Now for the second principle: Any information that an object does not need in order to function should be omitted from initialization and provided afterward. In Objective-C, the most common means of this post hoc specification are readwrite properties and delegate messages. Generally, for anything that could be specified in the initializer, the post hoc way to specify it would be via a property.

We’d like to invoke the second principle and move things out of the initializer, but that would seem to conflict with the first principle: What can we move that the context does not require?

The resolution is in a third principle—one that is not specific to APIs, but applies to all interfaces, including user interfaces: An interface should have reasonable defaults for as many parameters as it can—it should only require the user to provide values for parameters for which no default can be reasonably chosen in advance.

With that in mind, let’s look at some of CGBitmapContextCreate‘s arguments and see how we might apply the reasonable-defaults principle to simplify it:

  • bitsPerComponent, bitmapInfo, and colorspace: Most commonly, the caller will want 8-bit RGBA or ARGB, often with the goal of making sure it can be used on the graphics card (either by way of a CG- or CALayer or by passing the pixels directly to OpenGL). That’s a reasonable default, so these three can be eliminated.

    We could make them properties, but there’s an alternative: We could dynamite bitmapInfo and merge some of its values with bitsPerComponent in the form of several pixel-format constants. You’ve seen this approach before in QuickTime and a few other APIs. CGBitmapContext only supports a specified few pixel formats anyway, so this simply makes it impossible to construct impossible requests—another good interface principle.

  • bytesPerRow: Redundant. The number of bytes per row follows from the pixel format and the width in pixels; indeed, CGBitmapContextCreate computes this internally anyway and throws a fit if you guessed a number it wasn’t thinking of. Better to cut it and let CGBitmapContextCreate infer it.

    Making you compute a value for bytesPerRow does provide an important safety check, which I’ll address shortly.

    EDIT: Alastair Houghton points out another case for keeping bytesPerRow. This doesn’t apply to CGBitmapContextCreate, which rejects any value that doesn’t follow from the pixel format and width in pixels, but could be valid for NSBitmapImageRep and CGImage.

  • data (the buffer): Since Snow Leopard and iOS 4, the context will create its own buffer if you don’t provide one. That makes it explicitly optional, which means it is not required.

The only arguments that are truly required are the width and height, which tell the context how many pixels it should allocate its initial buffer for in the given (or default) pixel format.

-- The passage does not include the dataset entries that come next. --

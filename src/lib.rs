//! Orderflow API Library
//!
//! Backend service for ERP order lifecycle management: validated status
//! transitions, shipment availability checks, order line editing, and an
//! append-only activity history.
#![forbid(unsafe_code)]
#![deny(rust_2018_idioms)]
#![warn(clippy::all, clippy::perf, clippy::dbg_macro)]

pub mod config;
pub mod db;
pub mod entities;
pub mod errors;
pub mod events;
pub mod handlers;
pub mod models;
pub mod services;

use std::sync::Arc;
use std::time::Duration;

use axum::{routing::get, Json, Router};
use serde::{Deserialize, Serialize};
use tower_http::{
    cors::{Any, CorsLayer},
    timeout::TimeoutLayer,
    trace::TraceLayer,
};
use utoipa::{OpenApi, ToSchema};

/// Shared application state handed to every handler.
#[derive(Clone)]
pub struct AppState {
    pub db: Arc<db::DbPool>,
    pub config: config::AppConfig,
    pub event_sender: events::EventSender,
    pub services: handlers::AppServices,
}

/// Common response wrapper
#[derive(Debug, Serialize, Deserialize, ToSchema)]
pub struct ApiResponse<T> {
    pub success: bool,
    pub data: Option<T>,
    pub message: Option<String>,
    pub errors: Option<Vec<String>>,
}

impl<T> ApiResponse<T> {
    pub fn success(data: T) -> Self {
        Self {
            success: true,
            data: Some(data),
            message: None,
            errors: None,
        }
    }
}

/// OpenAPI schema catalogue for the order endpoints.
#[derive(OpenApi)]
#[openapi(
    info(
        title = "orderflow-api",
        description = "ERP order lifecycle API: status transitions, shipment checks, line editing, activity history"
    ),
    components(schemas(
        models::status::OrderStatus,
        models::status::OrderType,
        models::status::OrderAction,
        models::history::HistoryAction,
        models::history::HistoryMetadata,
        models::history::LineSummary,
        models::history::LineChange,
        models::history::NotesChange,
        services::orders::CreateOrderRequest,
        services::orders::OrderLineInput,
        services::orders::UpdateOrderLinesRequest,
        services::orders::OrderLineResponse,
        services::orders::OrderResponse,
        services::orders::OrderListResponse,
        services::transitions::TransitionRequest,
        services::shipment_check::LineAvailability,
        services::shipment_check::ShipmentCheckReport,
        errors::ErrorResponse,
    ))
)]
pub struct ApiDoc;

async fn openapi_doc() -> Json<utoipa::openapi::OpenApi> {
    Json(ApiDoc::openapi())
}

/// Assembles the full application router with its middleware stack.
pub fn app_router(state: AppState) -> Router {
    Router::new()
        .nest("/api/v1/orders", handlers::orders::router())
        .merge(handlers::health::router())
        .route("/api-docs/openapi.json", get(openapi_doc))
        .layer(TraceLayer::new_for_http())
        .layer(
            CorsLayer::new()
                .allow_origin(Any)
                .allow_methods(Any)
                .allow_headers(Any),
        )
        .layer(TimeoutLayer::new(Duration::from_secs(30)))
        .with_state(state)
}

In fact, if we take the above idea of replacing three of the arguments with a single set of pixel-format constants, then we don’t actually need to make any of the properties readwrite—there isn’t any reason why the owner of the context should be changing the pixel format on the fly. You might want to change the width or height, but CGBitmapContext doesn’t support that and we’re trying to simplify, not add features.

So, what problems do the current APIs solve, what problems do they raise, and how would we address all of both problems?

  • Specifying the pixel format (bitsPerComponent, colorspace, bitmapInfo) up front saves the context having to reallocate the buffer to accommodate any pixel-size changes.

    If we simply removed the pixel format arguments from the initializer and made them readwrite properties (or a property), then the context would have to reallocate the buffer when we change the pixel format from the default (ARGB or something similar) to something else (e.g., grayscale).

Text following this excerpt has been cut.